## PROBLEM DETAILS
Please tally the lines below that contain the string "PollOutcome" and reply with that figure only.

━━━ TASK DATA ━━━

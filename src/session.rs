//! # Session Orchestrator
//!
//! Top-level control for one emulated printer. Negotiation runs once, then
//! the session walks an explicit state machine until the process is killed:
//!
//! ```text
//!                negotiated MQTT              MqttEnded
//!   start ──────────────────────► MqttConnected ─────────► FallbackPending
//!     │                                                         │
//!     │ negotiated HTTP                              FallbackArmed
//!     ▼                                                         │
//!   Polling ◄───────────────────────────────────────────────────┘
//!    │  ▲ ▲
//!    │  │ └── Polled(idle) / PollFailed (sleep one interval)
//!    │  └──── JobFinished (sleep one interval)
//!    ▼
//!   Servicing
//! ```
//!
//! Transitions are pure ([`SessionState::next`]); the I/O for each state is
//! done by [`Session`]. Nothing leads back to `MqttConnected`, so a failed
//! MQTT session means HTTP polling for the rest of the run.

use std::sync::Arc;

use tracing::{info, warn};

use crate::error::CloudPrntError;
use crate::negotiate::{self, MqttConnectionSettings, RetryPolicy, TransportMode};
use crate::output::{FileSink, JobSink};
use crate::printer::EmulatorConfig;
use crate::transport::mqtt::{MqttJobHandler, MqttTransport, Topics};
use crate::transport::{CloudPrntClient, HttpPoller, JobNotice, PollOutcome};

/// Where the session currently is.
#[derive(Debug, Clone, PartialEq, Eq)]
pub enum SessionState {
    MqttConnected(MqttConnectionSettings),
    FallbackPending,
    Polling,
    Servicing(JobNotice),
}

/// What happened while in a state.
#[derive(Debug, Clone, PartialEq, Eq)]
pub enum Step {
    MqttEnded,
    FallbackArmed,
    Polled(PollOutcome),
    PollFailed,
    JobFinished,
}

impl SessionState {
    /// State after negotiation.
    pub fn initial(mode: TransportMode) -> Self {
        match mode {
            TransportMode::Mqtt(settings) => Self::MqttConnected(settings),
            TransportMode::Http => Self::Polling,
        }
    }

    /// Apply a step. Steps that do not belong to the current state leave
    /// it unchanged.
    pub fn next(self, step: Step) -> Self {
        match (self, step) {
            (Self::MqttConnected(_), Step::MqttEnded) => Self::FallbackPending,
            (Self::FallbackPending, Step::FallbackArmed) => Self::Polling,
            (Self::Polling, Step::Polled(PollOutcome::JobReady(notice))) => Self::Servicing(notice),
            (Self::Polling, Step::Polled(PollOutcome::Idle) | Step::PollFailed) => Self::Polling,
            (Self::Servicing(_), Step::JobFinished) => Self::Polling,
            (state, _) => state,
        }
    }
}

pub struct Session {
    config: EmulatorConfig,
    client: Arc<CloudPrntClient>,
    sink: Arc<dyn JobSink>,
    retry: RetryPolicy,
}

impl Session {
    /// A session writing jobs into the configured output directory.
    pub fn new(config: EmulatorConfig) -> Result<Self, CloudPrntError> {
        let sink = Arc::new(FileSink::new(config.output_dir.clone()));
        Self::with_sink(config, sink)
    }

    pub fn with_sink(config: EmulatorConfig, sink: Arc<dyn JobSink>) -> Result<Self, CloudPrntError> {
        let client = Arc::new(CloudPrntClient::new(&config)?);
        Ok(Self {
            config,
            client,
            sink,
            retry: RetryPolicy::default(),
        })
    }

    pub fn with_retry_policy(mut self, retry: RetryPolicy) -> Self {
        self.retry = retry;
        self
    }

    /// Run capability negotiation.
    pub async fn negotiate(&self) -> Result<TransportMode, CloudPrntError> {
        negotiate::negotiate(&self.client, self.retry).await
    }

    pub fn poller(&self) -> HttpPoller {
        HttpPoller::new(
            self.client.clone(),
            self.config.poll_interval,
            self.config.rotate,
            self.sink.clone(),
        )
    }

    fn mqtt_transport(&self, settings: MqttConnectionSettings) -> MqttTransport {
        let identity = self.config.identity.clone();
        let handler = MqttJobHandler::new(
            identity.clone(),
            Topics::new(&self.config.topic_namespace, &identity),
            self.config.rotate,
            self.sink.clone(),
        );
        MqttTransport::new(settings, identity, handler)
    }

    /// Negotiate, then run forever. Only negotiation errors are returned.
    pub async fn run(self) -> Result<(), CloudPrntError> {
        info!(
            url = %self.config.poll_url,
            mac = %self.config.identity,
            interval = ?self.config.poll_interval,
            "Starting CloudPRNT session"
        );

        let mode = self.negotiate().await?;
        let poller = self.poller();
        let mut state = SessionState::initial(mode);

        loop {
            let step = self.advance(&state, &poller).await;
            state = state.next(step);
        }
    }

    /// Do the work of one state and report what happened.
    async fn advance(&self, state: &SessionState, poller: &HttpPoller) -> Step {
        match state {
            SessionState::MqttConnected(settings) => {
                match self.mqtt_transport(settings.clone()).run().await {
                    Ok(()) => warn!("MQTT session ended"),
                    Err(e) => warn!("MQTT session failed: {}", e),
                }
                Step::MqttEnded
            }
            SessionState::FallbackPending => {
                info!("Falling back to HTTP polling for the rest of the run");
                Step::FallbackArmed
            }
            SessionState::Polling => match poller.poll().await {
                Ok(PollOutcome::JobReady(notice)) => Step::Polled(PollOutcome::JobReady(notice)),
                Ok(PollOutcome::Idle) => {
                    tokio::time::sleep(poller.poll_interval()).await;
                    Step::Polled(PollOutcome::Idle)
                }
                Err(e) => {
                    warn!("Poll failed: {}", e);
                    tokio::time::sleep(poller.poll_interval()).await;
                    Step::PollFailed
                }
            },
            SessionState::Servicing(notice) => {
                if let Err(e) = poller.service(notice.clone()).await {
                    warn!("Job cycle failed: {}", e);
                }
                tokio::time::sleep(poller.poll_interval()).await;
                Step::JobFinished
            }
        }
    }
}
//! CloudPRNT wire messages.
//!
//! Every JSON document exchanged with the server is a typed struct here.
//! Server documents are validated when they are deserialized, and unknown
//! MQTT message titles are rejected rather than ignored.

use std::time::Duration;

use serde::{Deserialize, Serialize};
use serde_json::Value;

use super::job::{AckCode, SUPPORTED_MEDIA_TYPES};
use crate::error::CloudPrntError;
use crate::printer::config::{CLIENT_TYPE, CLIENT_VERSION};

/// `statusCode` reported while the printer is healthy.
pub const STATUS_OK: &str = "200%20OK";

// ============================================================================
// HTTP POLLING
// ============================================================================

/// Body of the status POST sent on every poll.
#[derive(Debug, Clone, Serialize)]
#[serde(rename_all = "camelCase")]
pub struct StatusReport {
    pub printing_in_progress: bool,
    pub status_code: String,
    #[serde(rename = "printerMAC")]
    pub printer_mac: String,
    pub status: String,
    #[serde(skip_serializing_if = "Vec::is_empty")]
    pub client_action: Vec<ClientActionResult>,
}

impl StatusReport {
    /// The fixed "idle, status OK" report.
    pub fn idle(printer_mac: &str) -> Self {
        Self {
            printing_in_progress: false,
            status_code: STATUS_OK.to_string(),
            printer_mac: printer_mac.to_string(),
            status: "OK".to_string(),
            client_action: Vec::new(),
        }
    }

    /// The idle report carrying answers to the server's client actions.
    pub fn with_client_actions(printer_mac: &str, results: Vec<ClientActionResult>) -> Self {
        Self {
            client_action: results,
            ..Self::idle(printer_mac)
        }
    }
}

/// Server response to a status POST.
#[derive(Debug, Clone, Default, PartialEq, Deserialize)]
#[serde(rename_all = "camelCase")]
pub struct PollStatus {
    pub job_ready: bool,
    #[serde(default)]
    pub job_token: Option<String>,
    #[serde(default)]
    pub media_types: Option<Vec<String>>,
    #[serde(default)]
    pub client_action: Option<Vec<ClientActionRequest>>,
}

/// A capability query from the server.
#[derive(Debug, Clone, PartialEq, Deserialize)]
pub struct ClientActionRequest {
    pub request: String,
    #[serde(default)]
    pub options: Value,
}

/// Answer to a [`ClientActionRequest`].
#[derive(Debug, Clone, PartialEq, Serialize)]
pub struct ClientActionResult {
    pub request: String,
    pub result: Value,
}

impl ClientActionRequest {
    /// Compute the emulator's canned answer, or `None` for queries it does
    /// not recognize.
    pub fn answer(&self, poll_interval: Duration) -> Option<ClientActionResult> {
        let result = match self.request.as_str() {
            "GetPollInterval" => Value::from(poll_interval.as_millis() as u64),
            "Encodings" => Value::from(SUPPORTED_MEDIA_TYPES.join("; ")),
            "ClientType" => Value::from(CLIENT_TYPE),
            "ClientVersion" => Value::from(CLIENT_VERSION),
            _ => return None,
        };
        Some(ClientActionResult {
            request: self.request.clone(),
            result,
        })
    }
}

/// Answer every recognized request, preserving request order.
pub fn answer_client_actions(
    requests: &[ClientActionRequest],
    poll_interval: Duration,
) -> Vec<ClientActionResult> {
    requests
        .iter()
        .filter_map(|req| req.answer(poll_interval))
        .collect()
}

// ============================================================================
// CAPABILITY DISCOVERY
// ============================================================================

/// Body of the server settings document.
#[derive(Debug, Clone, Default, Deserialize)]
#[serde(rename_all = "camelCase")]
pub struct ServerSettings {
    #[serde(default)]
    pub server_support_protocol: Vec<String>,
    #[serde(default, rename = "settingForMQTT")]
    pub setting_for_mqtt: Option<MqttSetting>,
}

impl ServerSettings {
    pub fn supports_mqtt(&self) -> bool {
        self.server_support_protocol.iter().any(|p| p == "MQTT")
    }
}

#[derive(Debug, Clone, Deserialize)]
#[serde(rename_all = "camelCase")]
pub struct MqttSetting {
    #[serde(default, rename = "useTriggerPOST")]
    pub use_trigger_post: bool,
    pub mqtt_connection_setting: MqttConnectionSetting,
}

#[derive(Debug, Clone, Deserialize)]
#[serde(rename_all = "camelCase")]
pub struct MqttConnectionSetting {
    pub host_name: String,
    pub port_number: u16,
    #[serde(default)]
    pub use_tls: bool,
    #[serde(default)]
    pub authentication_setting: Option<AuthenticationSetting>,
}

#[derive(Debug, Clone, Default, Deserialize)]
#[serde(rename_all = "camelCase")]
pub struct AuthenticationSetting {
    #[serde(default)]
    pub username: Option<String>,
    #[serde(default)]
    pub password: Option<String>,
}

// ============================================================================
// MQTT
// ============================================================================

/// Messages the server publishes to `<ns>/to-device/<mac>/...`.
#[derive(Debug, Clone, PartialEq)]
pub enum ServerMessage {
    PrintJob(PrintJob),
}

impl ServerMessage {
    /// Decode an inbound payload, dispatching on its `title`.
    ///
    /// ## Errors
    ///
    /// [`CloudPrntError::ProtocolViolation`] for invalid JSON, a missing
    /// title, or a title other than `print-job`.
    pub fn parse(payload: &[u8]) -> Result<Self, CloudPrntError> {
        let value: Value = serde_json::from_slice(payload)?;
        let title = value
            .get("title")
            .and_then(Value::as_str)
            .ok_or_else(|| CloudPrntError::ProtocolViolation("Message has no title".to_string()))?;

        match title {
            "print-job" => Ok(Self::PrintJob(serde_json::from_value(value)?)),
            other => Err(CloudPrntError::ProtocolViolation(format!(
                "Unsupported message title '{}'",
                other
            ))),
        }
    }
}

/// A `print-job` notification in Full MQTT mode.
///
/// Every field is optional on the wire; validation happens while servicing
/// the job so that a malformed job still gets its print-result.
#[derive(Debug, Clone, Default, PartialEq, Deserialize)]
#[serde(rename_all = "camelCase")]
pub struct PrintJob {
    #[serde(default)]
    pub job_token: Option<String>,
    #[serde(default)]
    pub job_type: Option<String>,
    #[serde(default)]
    pub media_types: Option<Vec<String>>,
    #[serde(default)]
    pub print_data: Option<String>,
}

/// Messages the device publishes to `<ns>/to-server/<mac>/<title>`.
#[derive(Debug, Clone, PartialEq, Serialize)]
#[serde(tag = "title", rename_all = "kebab-case")]
pub enum DeviceMessage {
    #[serde(rename_all = "camelCase")]
    ClientStatus {
        #[serde(rename = "printerMAC")]
        printer_mac: String,
        status_code: String,
        printing_in_progress: bool,
    },
    #[serde(rename_all = "camelCase")]
    PrintResult {
        #[serde(rename = "printerMAC")]
        printer_mac: String,
        job_token: Option<String>,
        print_succeeded: bool,
        status_code: String,
    },
    #[serde(rename_all = "camelCase")]
    ClientWill {
        #[serde(rename = "printerMAC")]
        printer_mac: String,
        reason: String,
    },
}

impl DeviceMessage {
    pub fn client_status(printer_mac: &str, printing_in_progress: bool) -> Self {
        Self::ClientStatus {
            printer_mac: printer_mac.to_string(),
            status_code: STATUS_OK.to_string(),
            printing_in_progress,
        }
    }

    pub fn print_result(printer_mac: &str, job_token: Option<String>, code: AckCode) -> Self {
        Self::PrintResult {
            printer_mac: printer_mac.to_string(),
            job_token,
            print_succeeded: code.is_success(),
            status_code: code.status_code().to_string(),
        }
    }

    pub fn client_will(printer_mac: &str) -> Self {
        Self::ClientWill {
            printer_mac: printer_mac.to_string(),
            reason: "unintentional-disconnection".to_string(),
        }
    }

    /// Last topic segment, equal to the message title.
    pub fn topic_suffix(&self) -> &'static str {
        match self {
            Self::ClientStatus { .. } => "client-status",
            Self::PrintResult { .. } => "print-result",
            Self::ClientWill { .. } => "client-will",
        }
    }

    pub fn to_json(&self) -> Result<Vec<u8>, CloudPrntError> {
        serde_json::to_vec(self)
            .map_err(|e| CloudPrntError::ProtocolViolation(format!("Failed to encode message: {}", e)))
    }
}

━━━

## THE COMPLETED TASK
7